BRIEF:
The listing below holds a line with "#[cfg(test)]" and a later line with "assert_eq!(Algorithm::from_name(algo.name()), Some(algo));". Write out those two lines and every line between them, exactly, and nothing else.

########################################

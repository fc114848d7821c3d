//! Streaming checksum computation and verification.
//!
//! Packages can contain multi-gigabyte objects, so digests are always
//! computed incrementally over fixed-size chunks; a file is never loaded into
//! memory as a whole. Declared digests are compared case-insensitively.

use std::fmt;
use std::fs::File;
use std::io::Read;
use std::path::Path;

use sha1::Sha1;
use sha2::{Digest, Sha256, Sha512};
use thiserror::Error;

/// Chunk size for incremental digest computation.
const CHUNK_SIZE: usize = 64 * 1024;

/// Default algorithm used when building packages.
pub const DEFAULT_ALGORITHM: Algorithm = Algorithm::Sha256;

/// Supported digest algorithms.
#[derive(Debug, Clone, Copy, PartialEq, Eq)]
pub enum Algorithm {
    Sha1,
    Sha256,
    Sha512,
}

impl Algorithm {
    /// Resolve a declared algorithm name. Accepts the dashed and undashed
    /// spellings used in description documents, case-insensitively.
    pub fn from_name(name: &str) -> Option<Self> {
        match name.trim().to_ascii_uppercase().as_str() {
            "SHA-1" | "SHA1" => Some(Algorithm::Sha1),
            "SHA-256" | "SHA256" => Some(Algorithm::Sha256),
            "SHA-512" | "SHA512" => Some(Algorithm::Sha512),
            _ => None,
        }
    }

    /// Canonical name as written into description documents.
    pub fn name(&self) -> &'static str {
        match self {
            Algorithm::Sha1 => "SHA-1",
            Algorithm::Sha256 => "SHA-256",
            Algorithm::Sha512 => "SHA-512",
        }
    }
}

impl fmt::Display for Algorithm {
    fn fmt(&self, f: &mut fmt::Formatter<'_>) -> fmt::Result {
        f.write_str(self.name())
    }
}

/// Failure to verify a declared checksum.
#[derive(Error, Debug)]
pub enum IntegrityError {
    /// The declared algorithm name is not recognized
    #[error("Unknown checksum algorithm: {0}")]
    UnknownAlgorithm(String),

    /// The computed digest differs from the declared one
    #[error("Checksum mismatch ({algorithm}): declared {declared}, computed {computed}")]
    Mismatch {
        algorithm: Algorithm,
        declared: String,
        computed: String,
    },

    /// The file could not be read while computing the digest
    #[error("Error computing checksum: {0}")]
    Io(#[from] std::io::Error),
}

enum Hasher {
    Sha1(Sha1),
    Sha256(Sha256),
    Sha512(Sha512),
}

impl Hasher {
    fn new(algorithm: Algorithm) -> Self {
        match algorithm {
            Algorithm::Sha1 => Hasher::Sha1(Sha1::new()),
            Algorithm::Sha256 => Hasher::Sha256(Sha256::new()),
            Algorithm::Sha512 => Hasher::Sha512(Sha512::new()),
        }
    }

    fn update(&mut self, data: &[u8]) {
        match self {
            Hasher::Sha1(h) => h.update(data),
            Hasher::Sha256(h) => h.update(data),
            Hasher::Sha512(h) => h.update(data),
        }
    }

    fn finalize_hex(self) -> String {
        match self {
            Hasher::Sha1(h) => to_hex(&h.finalize()),
            Hasher::Sha256(h) => to_hex(&h.finalize()),
            Hasher::Sha512(h) => to_hex(&h.finalize()),
        }
    }
}

fn to_hex(digest: &[u8]) -> String {
    let mut out = String::with_capacity(digest.len() * 2);
    for byte in digest {
        out.push_str(&format!("{:02x}", byte));
    }
    out
}

/// Compute the hex digest of a file, streaming it in fixed-size chunks.
pub fn compute(path: &Path, algorithm: Algorithm) -> Result<String, IntegrityError> {
    let mut file = File::open(path)?;
    let mut hasher = Hasher::new(algorithm);
    let mut buf = vec![0u8; CHUNK_SIZE];
    loop {
        let n = file.read(&mut buf)?;
        if n == 0 {
            break;
        }
        hasher.update(&buf[..n]);
    }
    Ok(hasher.finalize_hex())
}

/// Verify a file against a declared checksum.
///
/// The algorithm is looked up by name; an unknown name is a distinct error
/// from a digest mismatch. The comparison is case-insensitive.
pub fn verify(path: &Path, algorithm_name: &str, declared_hex: &str) -> Result<(), IntegrityError> {
    let algorithm = Algorithm::from_name(algorithm_name)
        .ok_or_else(|| IntegrityError::UnknownAlgorithm(algorithm_name.to_string()))?;
    let computed = compute(path, algorithm)?;
    if computed.eq_ignore_ascii_case(declared_hex.trim()) {
        Ok(())
    } else {
        Err(IntegrityError::Mismatch {
            algorithm,
            declared: declared_hex.trim().to_ascii_lowercase(),
            computed,
        })
    }
}

#[cfg(test)]
mod tests {
    use super::*;
    use std::io::Write;

    fn fixture(content: &[u8]) -> tempfile::NamedTempFile {
        let mut f = tempfile::NamedTempFile::new().unwrap();
        f.write_all(content).unwrap();
        f.flush().unwrap();
        f
    }

    #[test]
    fn test_algorithm_names_round_trip() {
        for algo in [Algorithm::Sha1, Algorithm::Sha256, Algorithm::Sha512] {
            assert_eq!(Algorithm::from_name(algo.name()), Some(algo));
        }
        assert_eq!(Algorithm::from_name("sha256"), Some(Algorithm::Sha256));
        assert_eq!(Algorithm::from_name("MD2"), None);
    }

    #[test]
    fn test_known_sha256_digest() {
        let f = fixture(b"abc");
        let digest = compute(f.path(), Algorithm::Sha256).unwrap();
        assert_eq!(
            digest,
            "ba7816bf8f01cfea414140de5dae2223b00361a396177a9cb410ff61f20015ad"
        );
    }

    #[test]
    fn test_verify_is_deterministic_and_case_insensitive() {
        let f = fixture(b"hello world");
        let digest = compute(f.path(), Algorithm::Sha1).unwrap();
        assert!(verify(f.path(), "SHA-1", &digest).is_ok());
        assert!(verify(f.path(), "sha1", &digest.to_ascii_uppercase()).is_ok());
        // same inputs, same verdict
        assert!(verify(f.path(), "SHA-1", &digest).is_ok());
    }

    #[test]
    fn test_one_byte_corruption_flips_verification() {
        let f = fixture(b"checksum target");
        let digest = compute(f.path(), Algorithm::Sha256).unwrap();
        assert!(verify(f.path(), "SHA-256", &digest).is_ok());

        let corrupted = fixture(b"checksum targeT");
        match verify(corrupted.path(), "SHA-256", &digest) {
            Err(IntegrityError::Mismatch { .. }) => {}
            other => panic!("expected mismatch, got {:?}", other.err()),
        }
    }

    #[test]
    fn test_unknown_algorithm_is_distinct_error() {
        let f = fixture(b"data");
        match verify(f.path(), "CRC-96", "00") {
            Err(IntegrityError::UnknownAlgorithm(name)) => assert_eq!(name, "CRC-96"),
            other => panic!("expected unknown algorithm, got {:?}", other.err()),
        }
    }
}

########################################

TASK RESPONSE:
#[cfg(test)]
mod tests {
    use super::*;
    use std::io::Write;

    fn fixture(content: &[u8]) -> tempfile::NamedTempFile {
        let mut f = tempfile::NamedTempFile::new().unwrap();
        f.write_all(content).unwrap();
        f.flush().unwrap();
        f
    }

    #[test]
    fn test_algorithm_names_round_trip() {
        for algo in [Algorithm::Sha1, Algorithm::Sha256, Algorithm::Sha512] {
            assert_eq!(Algorithm::from_name(algo.name()), Some(algo));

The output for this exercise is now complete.